For many students, getting involved means staying involved, whether they want to or not. Young people are often reluctant to talk about their SS experiences with others, out of fear that they will reveal their gift receiver. This makes breaking through to a person involved in Secret Santa especially difficult. In describing her experience, recovering Secret Santa participant Renee Carlson spoke about her fear of her family finding out. “I’ve always told my mom everything, but for the first time in my life I couldn’t bring myself to be honest,” said a teary-eyed Renee. “I had chosen my best friend’s name, and I was terrified if I told her the truth, she would call her mom and give it all away.
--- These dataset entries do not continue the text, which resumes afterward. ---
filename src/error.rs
//! Unified error handling for the track processing core.
//!
//! Every fallible operation returns [`Result`]. Malformed input never panics;
//! it surfaces as one of these variants so the host can decide what to show.

use thiserror::Error;

/// Unified error type for pacetrack operations.
#[derive(Debug, Clone, PartialEq, Error)]
pub enum TrackError {
    /// An operation that needs at least one point got none
    #[error("route is empty")]
    EmptyRoute,

    /// Route has fewer points than the operation requires
    #[error("route has {point_count} points, minimum {minimum_required} required")]
    InsufficientPoints {
        point_count: usize,
        minimum_required: usize,
    },

    /// Latitude/longitude not finite or outside the valid range
    #[error("invalid coordinates at index {index}: ({latitude}, {longitude})")]
    InvalidCoordinates {
        index: usize,
        latitude: f64,
        longitude: f64,
    },

    /// Altitude present but not finite
    #[error("invalid altitude at index {index}: {altitude}")]
    InvalidAltitude { index: usize, altitude: f64 },

    /// Horizontal accuracy not a finite, non-negative number
    #[error("invalid horizontal accuracy: {accuracy_m}")]
    InvalidAccuracy { accuracy_m: f64 },

    /// Simplification tolerance must be finite and positive
    #[error("simplification tolerance must be positive, got {tolerance_m}")]
    InvalidTolerance { tolerance_m: f64 },

    /// Timestamps went backwards
    #[error("timestamp {timestamp_ms} at index {index} precedes previous {previous_ms}")]
    NonMonotonicTimestamps {
        index: usize,
        previous_ms: i64,
        timestamp_ms: i64,
    },

    /// Pace zone boundaries are missing or malformed
    #[error("invalid pace zones: {message}")]
    InvalidZoneConfig { message: String },

    /// A configuration value is out of range
    #[error("configuration error: {message}")]
    InvalidConfig { message: String },

    /// A fix was pushed while the recorder was paused
    #[error("recorder is paused")]
    RecorderPaused,

    /// Generic internal error
    #[error("internal error: {message}")]
    Internal { message: String },
}

/// Result type alias for pacetrack operations.
pub type Result<T> = std::result::Result<T, TrackError>;

/// Extension trait for converting Option to TrackError.
pub trait OptionExt<T> {
    /// Convert Option to Result with insufficient points error.
    fn ok_or_insufficient_points(self, point_count: usize, minimum: usize) -> Result<T>;

    /// Convert Option to Result with generic internal error.
    fn ok_or_internal(self, message: &str) -> Result<T>;
}

impl<T> OptionExt<T> for Option<T> {
    fn ok_or_insufficient_points(self, point_count: usize, minimum: usize) -> Result<T> {
        self.ok_or(TrackError::InsufficientPoints {
            point_count,
            minimum_required: minimum,
        })
    }

    fn ok_or_internal(self, message: &str) -> Result<T> {
        self.ok_or_else(|| TrackError::Internal {
            message: message.to_string(),
        })
    }
}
The only people I could talk to were my other friends in Secret Santa, and they always told me to keep my mouth shut or I would mess it up.”
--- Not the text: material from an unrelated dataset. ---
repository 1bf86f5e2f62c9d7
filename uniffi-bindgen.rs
fn main() {
    uniffi::uniffi_bindgen_main()
}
The Board of Trustees is holding an open forum for parents and students to voice their concern, during which they will field questions about the new get-tough policy on Secret Santa. This response has prompted ire of some students, who resent the so-called “policing” of families and administration. “I truly don’t see what the problem is,” said sophomore John Merritt. “Nobody has ever ruined their life doing Secret Santa. I’m sure most of our parents did Secret Santas when they were in college too. My uncle is an engineer, and he even does it at work. Plus it’s legal in Amsterdam, I went there on my winter break.”
Perhaps this may be true for some, but for the mother of Ambrose Green, a student at Oberlin College when he had his Secret Santa experience, this kind of statement reflects the attitude that changed her son’s life forever one December evening. “He’d never done Secret Santa before, he thought it would be fun. He got his Secret Santa a giant Hershey’s kiss, it seemed like it was going great. Then he got to the party, gave his gift, and what did he get? Nothing. His Secret Santa had forgotten to get him anything. And the people who had got him into this, who claimed to be his friends? They just stood by. I could barely recognize him the next time I saw him. The look in his eyes…was pure irritation.” Though it is too late for Ambrose, Mrs. Green is hopeful the increasing attentiveness of parents will prevent future tragedies.
In the meanwhile, campus security will be on the alert for signs of Secret Santas on campus. If you see someone displaying the signs of doing Secret Santa, which include secretive behavior, stress, and participation in group activities, please contact Public Safety immediately.